THE TASK - Scan each line of the records for the word "DeserializeOwned" and extract the ones that have it.

PROVIDED RECORDS -
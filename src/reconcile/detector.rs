//! Orphan Detection
//!
//! Pure functions over inventory snapshots. Nothing here talks to the
//! network or mutates its inputs, so calling them twice on the same inputs
//! gives the same sets.

use std::collections::HashSet;

use crate::aiven::{Acl, User, INTERNAL_TOPIC_PREFIX, STREAM_TOPIC_MARKER, SUPERUSER};
use crate::credentials::DeployedCredential;
use crate::pattern::{is_literal, Glob};

/// A grant is live if it targets an internal or stream topic, or an existing topic
pub fn is_live_acl(acl: &Acl, topics: &HashSet<String>) -> bool {
    acl.topic.starts_with(INTERNAL_TOPIC_PREFIX)
        || acl.topic.contains(STREAM_TOPIC_MARKER)
        || topics.contains(&acl.topic)
}

/// Grants that reference no live topic
pub fn unused_acls(topics: &HashSet<String>, acls: &HashSet<Acl>) -> HashSet<Acl> {
    acls.iter()
        .filter(|acl| !is_live_acl(acl, topics))
        .cloned()
        .collect()
}

/// Grants issued under the legacy dotted username convention
pub fn old_convention_acls(acls: &HashSet<Acl>) -> HashSet<Acl> {
    acls.iter()
        .filter(|acl| acl.username.contains('.'))
        .cloned()
        .collect()
}

/// The ACL set as it stands once `decided` has been deleted
///
/// Used for the user pass: in a dry run the re-fetched set still holds the
/// grants we only pretended to delete.
pub fn post_acl_view(fetched: HashSet<Acl>, decided: &HashSet<Acl>) -> HashSet<Acl> {
    fetched
        .into_iter()
        .filter(|acl| !decided.contains(acl))
        .collect()
}

/// Username patterns of a set of grants, split for fast lookup
#[derive(Debug)]
pub struct AclIndex<'a> {
    literal: HashSet<&'a str>,
    wildcard: Vec<Glob>,
}

impl<'a> AclIndex<'a> {
    pub fn new(acls: impl IntoIterator<Item = &'a Acl>) -> Self {
        let mut literal = HashSet::new();
        let mut seen = HashSet::new();
        let mut wildcard = Vec::new();

        for acl in acls {
            let pattern = acl.username.as_str();
            if is_literal(pattern) {
                literal.insert(pattern);
            } else if seen.insert(pattern) {
                wildcard.push(Glob::new(pattern));
            }
        }

        Self { literal, wildcard }
    }

    /// True if any grant's username pattern matches
    pub fn covers(&self, username: &str) -> bool {
        self.literal.contains(username) || self.wildcard.iter().any(|g| g.matches(username))
    }
}

/// Users (other than the superuser) not matched by any grant
pub fn unused_users(acls: &HashSet<Acl>, users: &HashSet<User>) -> HashSet<User> {
    let index = AclIndex::new(acls);

    users
        .iter()
        .filter(|u| u.username != SUPERUSER)
        .filter(|u| !index.covers(&u.username))
        .cloned()
        .collect()
}

/// Usernames with no deployed credential in any queried cluster
pub fn unused_users_by_credential(
    credentials: &HashSet<DeployedCredential>,
    users: &HashSet<User>,
) -> HashSet<String> {
    let deployed: HashSet<&str> = credentials.iter().map(|c| c.username.as_str()).collect();

    users
        .iter()
        .map(|u| u.username.as_str())
        .filter(|username| !deployed.contains(username))
        .map(str::to_string)
        .collect()
}
//! Aiven Control Plane Client
//!
//! Typed wrapper around the Aiven v1 REST API for one Kafka service.
//! Every non-success response and every body that does not decode into the
//! expected schema is returned as an error; nothing is retried here.

pub mod types;

pub use types::{
    Acl, Permission, ServiceSnapshot, User, UserType, INTERNAL_TOPIC_PREFIX, STREAM_TOPIC_MARKER,
    SUPERUSER,
};

use async_trait::async_trait;
use reqwest::{Client, Response};
use serde::de::DeserializeOwned;
use std::collections::HashSet;
use std::time::Duration;
use tracing::debug;

use crate::error::{ReaperError, Result};
use types::{AclListResponse, ServiceResponse, TopicListResponse};

pub const DEFAULT_API_URL: &str = "https://api.aiven.io/v1";

const DEFAULT_TIMEOUT: Duration = Duration::from_secs(30);

/// Read and delete operations the reaper needs from the control plane
#[async_trait]
pub trait ControlPlane: Send + Sync {
    /// Topics, ACLs and (operator-managed, team scoped) users in one read
    async fn fetch_service(&self, team: Option<&str>) -> Result<ServiceSnapshot>;

    async fn fetch_acls(&self) -> Result<HashSet<Acl>>;

    async fn fetch_topics(&self) -> Result<HashSet<String>>;

    async fn delete_acl(&self, acl: &Acl) -> Result<()>;

    async fn delete_user(&self, username: &str) -> Result<()>;
}

/// Connection settings for one Kafka service
#[derive(Clone)]
pub struct AivenConfig {
    pub api_url: String,
    pub project: String,
    pub service: String,
    pub token: String,
    pub timeout: Duration,
}

impl AivenConfig {
    /// Settings for `<project>-kafka` on the public API
    pub fn new(project: impl Into<String>, token: impl Into<String>) -> Self {
        let project = project.into();
        Self {
            api_url: DEFAULT_API_URL.to_string(),
            service: format!("{}-kafka", project),
            project,
            token: token.into(),
            timeout: DEFAULT_TIMEOUT,
        }
    }

    pub fn with_service(mut self, service: impl Into<String>) -> Self {
        self.service = service.into();
        self
    }

    pub fn with_api_url(mut self, api_url: impl Into<String>) -> Self {
        self.api_url = api_url.into().trim_end_matches('/').to_string();
        self
    }

    pub fn with_timeout(mut self, timeout: Duration) -> Self {
        self.timeout = timeout;
        self
    }
}

impl std::fmt::Debug for AivenConfig {
    fn fmt(&self, f: &mut std::fmt::Formatter<'_>) -> std::fmt::Result {
        f.debug_struct("AivenConfig")
            .field("api_url", &self.api_url)
            .field("project", &self.project)
            .field("service", &self.service)
            .field("token", &"<redacted>")
            .field("timeout", &self.timeout)
            .finish()
    }
}

/// Aiven API client bound to one project/service
pub struct AivenClient {
    client: Client,
    token: String,
    base_url: String,
}

impl AivenClient {
    pub fn new(config: AivenConfig) -> Result<Self> {
        let client = Client::builder()
            .user_agent(concat!("kafka-reaper/", env!("CARGO_PKG_VERSION")))
            .timeout(config.timeout)
            .build()?;

        let base_url = format!(
            "{}/project/{}/service/{}",
            config.api_url,
            urlencoding::encode(&config.project),
            urlencoding::encode(&config.service)
        );

        Ok(Self {
            client,
            token: config.token,
            base_url,
        })
    }

    pub fn base_url(&self) -> &str {
        &self.base_url
    }

    async fn get<T: DeserializeOwned>(&self, url: &str) -> Result<T> {
        debug!("GET {}", url);

        let response = self
            .client
            .get(url)
            .bearer_auth(&self.token)
            .send()
            .await?;

        let body = checked_body("GET", url, response).await?;

        serde_json::from_str(&body).map_err(|source| ReaperError::Schema {
            url: url.to_string(),
            source,
        })
    }

    async fn delete(&self, url: &str) -> Result<()> {
        debug!("DELETE {}", url);

        let response = self
            .client
            .delete(url)
            .bearer_auth(&self.token)
            .send()
            .await?;

        checked_body("DELETE", url, response).await?;
        Ok(())
    }
}

/// Read the body, turning any non-success status into a control-plane error
async fn checked_body(method: &str, url: &str, response: Response) -> Result<String> {
    let status = response.status();
    let body = response.text().await?;

    if !status.is_success() {
        return Err(ReaperError::ControlPlane {
            method: method.to_string(),
            url: url.to_string(),
            status: status.as_u16(),
            body,
        });
    }

    Ok(body)
}

#[async_trait]
impl ControlPlane for AivenClient {
    async fn fetch_service(&self, team: Option<&str>) -> Result<ServiceSnapshot> {
        let response: ServiceResponse = self.get(&self.base_url).await?;
        let snapshot = response.service.into_snapshot(team);

        debug!(
            acls = snapshot.acls.len(),
            topics = snapshot.topics.len(),
            users = snapshot.users.len(),
            "Fetched service snapshot"
        );
        Ok(snapshot)
    }

    async fn fetch_acls(&self) -> Result<HashSet<Acl>> {
        let url = format!("{}/acl", self.base_url);
        let response: AclListResponse = self.get(&url).await?;
        Ok(response.acl.into_iter().collect())
    }

    async fn fetch_topics(&self) -> Result<HashSet<String>> {
        let url = format!("{}/topic", self.base_url);
        let response: TopicListResponse = self.get(&url).await?;
        Ok(response.topics.into_iter().map(|t| t.topic_name).collect())
    }

    async fn delete_acl(&self, acl: &Acl) -> Result<()> {
        let url = format!("{}/acl/{}", self.base_url, urlencoding::encode(&acl.id));
        self.delete(&url).await
    }

    async fn delete_user(&self, username: &str) -> Result<()> {
        let url = format!("{}/user/{}", self.base_url, urlencoding::encode(username));
        self.delete(&url).await
    }
}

OUTPUT FOR THIS EXERCISE -
use serde::de::DeserializeOwned;
    async fn get<T: DeserializeOwned>(&self, url: &str) -> Result<T> {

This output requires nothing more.